College of Physical Science and Technology, Huazhong Normal University, Wuhan 430079, China.
Key Laboratory of Magnetic Resonance in Biological Systems, State Key Laboratory of Magnetic Resonance and Atomic and Molecular Physics, National Center for Magnetic Resonance in Wuhan, Wuhan Institute of Physics and Mathematics, Innovation Academy for Precision Measurement Science and Technology, Chinese Academy of Sciences, Wuhan 430071, China.
J Chem Inf Model. 2023 Aug 28;63(16):5097-5106. doi: 10.1021/acs.jcim.3c00892. Epub 2023 Aug 10.
Accurate determination of the thermal rate constants for combustion reactions is a highly challenging task, both experimentally and theoretically.
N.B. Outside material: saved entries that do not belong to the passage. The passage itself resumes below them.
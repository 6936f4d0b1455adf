use assert_cmd::Command;
use regex::Regex;
use std::fs;
use std::path::{Path, PathBuf};
use tempfile::TempDir;

const CATALOG_CSV: &str = "\
id,name,provision,group,type,faction,secondary_faction
1,Ciri,9,gold,unit,neutral,
2,Nekker,4,bronze,unit,monsters,
3,Ghoul,5,bronze,unit,monsters,
4,Geralt,10,gold,unit,skellige,
";

struct TestContext {
    dir: TempDir,
    decks: PathBuf,
    catalog: PathBuf,
}

impl TestContext {
    fn new() -> Self {
        let dir = tempfile::tempdir().expect("Failed to create temp dir");
        let decks = dir.path().join("decks");
        fs::create_dir(&decks).unwrap();

        fs::write(
            decks.join("a.json"),
            r#"{"Leader":"Carapace","Stratagem":"S1","Cards":[{"id":1,"count":2},{"id":2,"count":1}]}"#,
        )
        .unwrap();
        fs::write(
            decks.join("b.json"),
            r#"{"Leader":"Carapace","Stratagem":"S2","Cards":[{"id":1,"count":1},{"id":2,"count":1}]}"#,
        )
        .unwrap();

        let catalog = dir.path().join("cards.csv");
        fs::write(&catalog, CATALOG_CSV).unwrap();

        Self {
            dir,
            decks,
            catalog,
        }
    }

    fn write(&self, rel: &str, content: &str) -> PathBuf {
        let path = self.dir.path().join(rel);
        if let Some(parent) = path.parent() {
            fs::create_dir_all(parent).unwrap();
        }
        fs::write(&path, content).unwrap();
        path
    }

    fn cmd(&self) -> Command {
        let mut cmd = Command::cargo_bin("deckforge").unwrap();
        cmd.arg("--decks")
            .arg(&self.decks)
            .arg("--catalog")
            .arg(&self.catalog);
        cmd
    }
}

fn strip_ansi(s: &str) -> String {
    let re = Regex::new(r"\x1b\[[0-9;]*m").unwrap();
    re.replace_all(s, "").to_string()
}

fn stdout_of(cmd: &mut Command) -> String {
    let output = cmd.output().expect("Failed to execute binary");
    if !output.status.success() {
        eprintln!("STDERR:\n{}", String::from_utf8_lossy(&output.stderr));
        panic!("Binary failed");
    }
    strip_ansi(&String::from_utf8_lossy(&output.stdout))
}

/// Total column of the row whose first cell is `deck`.
fn total_for(stdout: &str, deck: &str) -> Option<f64> {
    stdout.lines().find_map(|line| {
        let parts: Vec<&str> = line.split('|').map(str::trim).collect();
        if parts.len() > 3 && parts[1] == deck {
            parts[2].parse().ok()
        } else {
            None
        }
    })
}

fn path_arg(p: &Path) -> &str {
    p.to_str().unwrap()
}

#[test]
fn test_score_reference_deck() {
    let ctx = TestContext::new();
    let deck = ctx.write(
        "candidate.json",
        r#"{"Leader":"Carapace","Stratagem":"S1","Cards":[{"id":1},{"id":2}]}"#,
    );

    let stdout = stdout_of(ctx.cmd().arg("score").arg(path_arg(&deck)));
    let total = total_for(&stdout, "candidate").expect("No scoring row");

    assert!((total - 5.833).abs() < 1e-3, "got {}", total);
}

#[test]
fn test_score_weight_flag_overrides_file() {
    let ctx = TestContext::new();
    let deck = ctx.write(
        "candidate.json",
        r#"{"Leader":"Carapace","Stratagem":"S1","Cards":[{"id":1},{"id":2}]}"#,
    );
    let weights = ctx.write(
        "weights.json",
        r#"{"weight_frequency": 0.0, "weight_leader": 0.0, "weight_stratagem": 0.0, "weight_synergy": 0.0}"#,
    );

    let stdout = stdout_of(
        ctx.cmd()
            .arg("--weights")
            .arg(path_arg(&weights))
            .arg("score")
            .arg("--weight-frequency")
            .arg("1.5")
            .arg(path_arg(&deck)),
    );

    // Only the frequency term survives: 1.5 * (1 + 1).
    let total = total_for(&stdout, "candidate").expect("No scoring row");
    assert!((total - 3.0).abs() < 1e-3, "got {}", total);
}

#[test]
fn test_score_rejects_nan_weight_flag() {
    let ctx = TestContext::new();
    let deck = ctx.write(
        "candidate.json",
        r#"{"Leader":"Carapace","Stratagem":"S1","Cards":[{"id":1},{"id":2}]}"#,
    );

    ctx.cmd()
        .arg("score")
        .arg("--weight-synergy")
        .arg("NaN")
        .arg(path_arg(&deck))
        .assert()
        .failure();
}

#[test]
fn test_rank_json_orders_and_rejects() {
    let ctx = TestContext::new();
    ctx.write(
        "candidates/good.json",
        r#"{"Leader":"Carapace","Stratagem":"S1","Cards":[{"id":1},{"id":2},{"id":3}]}"#,
    );
    ctx.write(
        "candidates/meh.json",
        r#"{"Leader":"Carapace","Stratagem":"S1","Cards":[{"id":3}]}"#,
    );
    ctx.write(
        "candidates/foreign.json",
        r#"{"Leader":"Carapace","Stratagem":"S1","Cards":[{"id":4}]}"#,
    );

    let stdout = stdout_of(
        ctx.cmd()
            .arg("rank")
            .arg("--min-units")
            .arg("1")
            .arg("--json")
            .arg(path_arg(&ctx.dir.path().join("candidates"))),
    );

    let ranked: serde_json::Value = serde_json::from_str(&stdout).expect("Invalid JSON");
    let names: Vec<&str> = ranked
        .as_array()
        .unwrap()
        .iter()
        .map(|r| r["name"].as_str().unwrap())
        .collect();

    assert_eq!(names, vec!["good", "meh", "foreign"]);
    assert!(ranked[2]["rejection"]
        .as_str()
        .unwrap()
        .contains("Geralt"));
}

#[test]
fn test_rank_default_rules_reject_small_decks() {
    let ctx = TestContext::new();
    ctx.write(
        "candidates/tiny.json",
        r#"{"Leader":"Carapace","Stratagem":"S1","Cards":[{"id":1}]}"#,
    );

    let stdout = stdout_of(
        ctx.cmd()
            .arg("rank")
            .arg(path_arg(&ctx.dir.path().join("candidates"))),
    );

    assert!(stdout.contains("tiny"));
    assert!(stdout.contains("Too few units"), "{}", stdout);
}

#[test]
fn test_inspect_card() {
    let ctx = TestContext::new();
    let stdout = stdout_of(ctx.cmd().arg("inspect").arg("--card").arg("1"));

    assert!(stdout.contains("Decks:        2"));
    assert!(stdout.contains("Ciri (#1): 3 copies"));
    assert!(stdout.contains("Nekker"));
    assert!(stdout.contains("66.7%"), "{}", stdout);
}

#[test]
fn test_inspect_fingerprint_is_stable() {
    let ctx = TestContext::new();
    let fingerprint = |out: &str| {
        out.lines()
            .find(|l| l.starts_with("Fingerprint:"))
            .map(|l| l.to_string())
            .expect("No fingerprint line")
    };

    let first = stdout_of(ctx.cmd().arg("inspect"));
    let second = stdout_of(ctx.cmd().arg("inspect"));
    assert_eq!(fingerprint(&first), fingerprint(&second));
}

#[test]
fn test_show_seeded_deck() {
    let ctx = TestContext::new();
    let stdout = stdout_of(ctx.cmd().arg("show").arg("--seed").arg("3"));

    assert!(stdout.contains("Carapace"));
    assert!(stdout.contains("Ciri"));
}

#[test]
fn test_missing_deck_dir_fails() {
    let ctx = TestContext::new();
    Command::cargo_bin("deckforge")
        .unwrap()
        .arg("--decks")
        .arg(path_arg(&ctx.dir.path().join("missing")))
        .arg("inspect")
        .assert()
        .failure();
}

#[test]
fn test_empty_corpus_fails() {
    let ctx = TestContext::new();
    let empty = ctx.dir.path().join("empty");
    fs::create_dir(&empty).unwrap();

    Command::cargo_bin("deckforge")
        .unwrap()
        .arg("--decks")
        .arg(path_arg(&empty))
        .arg("inspect")
        .assert()
        .failure();
}
pub mod card;
pub mod deck;
pub mod faction;

pub use self::card::{Card, CardGroup, CardId, CardType};
pub use self::deck::{CardEntry, Deck, DeckRecord, UNKNOWN_CATEGORY};
pub use self::faction::{Faction, NEUTRAL_FACTION};
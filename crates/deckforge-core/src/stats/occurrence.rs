use crate::corpus::Corpus;
use crate::error::{DeckForgeError, DfResult};
use crate::model::CardId;
use fnv::FnvHashMap;

/// Raw copy counts per card across the whole corpus. Missing ids read as 0.
#[derive(Debug, Clone, Default, PartialEq)]
pub struct OccurrenceTable {
    counts: FnvHashMap<CardId, u64>,
}

impl OccurrenceTable {
    /// Counts every physical copy, not every distinct card per deck.
    pub fn aggregate(corpus: &Corpus) -> Self {
        let counts = corpus
            .iter()
            .flat_map(|deck| deck.cards.iter())
            .filter(|entry| entry.count > 0)
            .fold(FnvHashMap::default(), |mut acc, entry| {
                *acc.entry(entry.id).or_default() += entry.count as u64;
                acc
            });

        Self { counts }
    }

    pub fn get(&self, id: CardId) -> u64 {
        self.counts.get(&id).copied().unwrap_or(0)
    }

    pub fn contains(&self, id: CardId) -> bool {
        self.counts.contains_key(&id)
    }

    pub fn max_count(&self) -> Option<u64> {
        self.counts.values().copied().max()
    }

    pub fn len(&self) -> usize {
        self.counts.len()
    }

    pub fn is_empty(&self) -> bool {
        self.counts.is_empty()
    }

    pub fn iter(&self) -> impl Iterator<Item = (CardId, u64)> + '_ {
        self.counts.iter().map(|(&id, &c)| (id, c))
    }

    /// Log-damped rescale onto [0, 1]: `ln(1 + c) / ln(1 + max)`.
    pub fn normalize(&self) -> DfResult<NormalizedOccurrenceTable> {
        let max = match self.max_count() {
            Some(m) if m > 0 => m,
            _ => return Err(DeckForgeError::EmptyCorpus),
        };

        let denom = (max as f64).ln_1p();
        let values = self
            .counts
            .iter()
            .map(|(&id, &c)| (id, (c as f64).ln_1p() / denom))
            .collect();

        Ok(NormalizedOccurrenceTable { values })
    }
}

/// Per-card popularity in [0, 1]; the most frequent card maps to 1.0.
#[derive(Debug, Clone, Default, PartialEq)]
pub struct NormalizedOccurrenceTable {
    values: FnvHashMap<CardId, f64>,
}

impl NormalizedOccurrenceTable {
    pub fn get(&self, id: CardId) -> f64 {
        self.values.get(&id).copied().unwrap_or(0.0)
    }

    pub fn len(&self) -> usize {
        self.values.len()
    }

    pub fn is_empty(&self) -> bool {
        self.values.is_empty()
    }

    pub fn iter(&self) -> impl Iterator<Item = (CardId, f64)> + '_ {
        self.values.iter().map(|(&id, &v)| (id, v))
    }
}
use crate::corpus::Corpus;
use crate::model::{CardId, DeckRecord, UNKNOWN_CATEGORY};
use fnv::FnvHashMap;
use std::collections::BTreeMap;
use strum_macros::{Display, EnumIter};

/// Which deck label an [`AffinityTable`] is conditioned on.
#[derive(Debug, Clone, Copy, PartialEq, Eq, Hash, Display, EnumIter)]
#[strum(serialize_all = "snake_case")]
pub enum AffinityKind {
    Leader,
    Stratagem,
}

impl AffinityKind {
    pub fn category<'a>(&self, deck: &'a DeckRecord) -> &'a str {
        let label = match self {
            Self::Leader => deck.leader.as_str(),
            Self::Stratagem => deck.stratagem.as_str(),
        };
        if label.is_empty() {
            UNKNOWN_CATEGORY
        } else {
            label
        }
    }
}

/// For each card, the share of its copies seen under each category.
/// Every card's shares sum to 1.
#[derive(Debug, Clone, PartialEq)]
pub struct AffinityTable {
    kind: AffinityKind,
    per_card: FnvHashMap<CardId, BTreeMap<String, f64>>,
}

impl AffinityTable {
    pub fn build(corpus: &Corpus, kind: AffinityKind) -> Self {
        let mut tallies: FnvHashMap<CardId, BTreeMap<String, u64>> = FnvHashMap::default();

        for deck in corpus {
            let category = kind.category(deck);
            for entry in &deck.cards {
                let per_category = tallies.entry(entry.id).or_default();
                match per_category.get_mut(category) {
                    Some(t) => *t += entry.count as u64,
                    None => {
                        per_category.insert(category.to_string(), entry.count as u64);
                    }
                }
            }
        }

        let per_card = tallies
            .into_iter()
            .filter_map(|(id, categories)| {
                let total: u64 = categories.values().sum();
                if total == 0 {
                    return None;
                }
                let shares = categories
                    .into_iter()
                    .map(|(name, t)| (name, t as f64 / total as f64))
                    .collect();
                Some((id, shares))
            })
            .collect();

        Self { kind, per_card }
    }

    pub fn kind(&self) -> AffinityKind {
        self.kind
    }

    /// 0.0 when either the card or the category was never observed.
    #[inline(always)]
    pub fn get(&self, card: CardId, category: &str) -> f64 {
        self.per_card
            .get(&card)
            .and_then(|m| m.get(category))
            .copied()
            .unwrap_or(0.0)
    }

    pub fn distribution(&self, card: CardId) -> Option<&BTreeMap<String, f64>> {
        self.per_card.get(&card)
    }

    pub fn len(&self) -> usize {
        self.per_card.len()
    }

    pub fn is_empty(&self) -> bool {
        self.per_card.is_empty()
    }

    pub fn iter(&self) -> impl Iterator<Item = (CardId, &BTreeMap<String, f64>)> + '_ {
        self.per_card.iter().map(|(&id, m)| (id, m))
    }
}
Machine learning has been proven to be a powerful tool to predict reaction rate constants in recent years. In this work, three supervised machine learning algorithms, including XGB, FNN, and XGB-FNN, are used to develop quantitative structure-property relationship models for the estimation of the rate constants of hydrogen abstraction reactions from alkanes by the free radicals CH, H, and O. The molecular similarity based on Morgan molecular fingerprints combined with the topological indices are proposed to represent chemical reactions in the machine learning models. Using the newly constructed descriptors, the hybrid XGB-FNN algorithm yields average deviations of 65.4%, 12.1%, and 64.5% on the prediction sets of alkanes + CH, H, and O, respectively, whose performance is comparable and even superior to the corresponding one using the activation energy as a descriptor. The use of activation energy as a descriptor has previously been shown to significantly improve prediction accuracy ( 2022, 322, 124150) but typically requires cumbersome ab initio calculations. In addition, the XGB-FNN models could reasonably predict reaction rate constants of hydrogen abstractions from different sites of alkanes and their isomers, indicating a good generalization ability. It is expected that the reaction descriptors proposed in this work can be applied to build machine learning models for other reactions.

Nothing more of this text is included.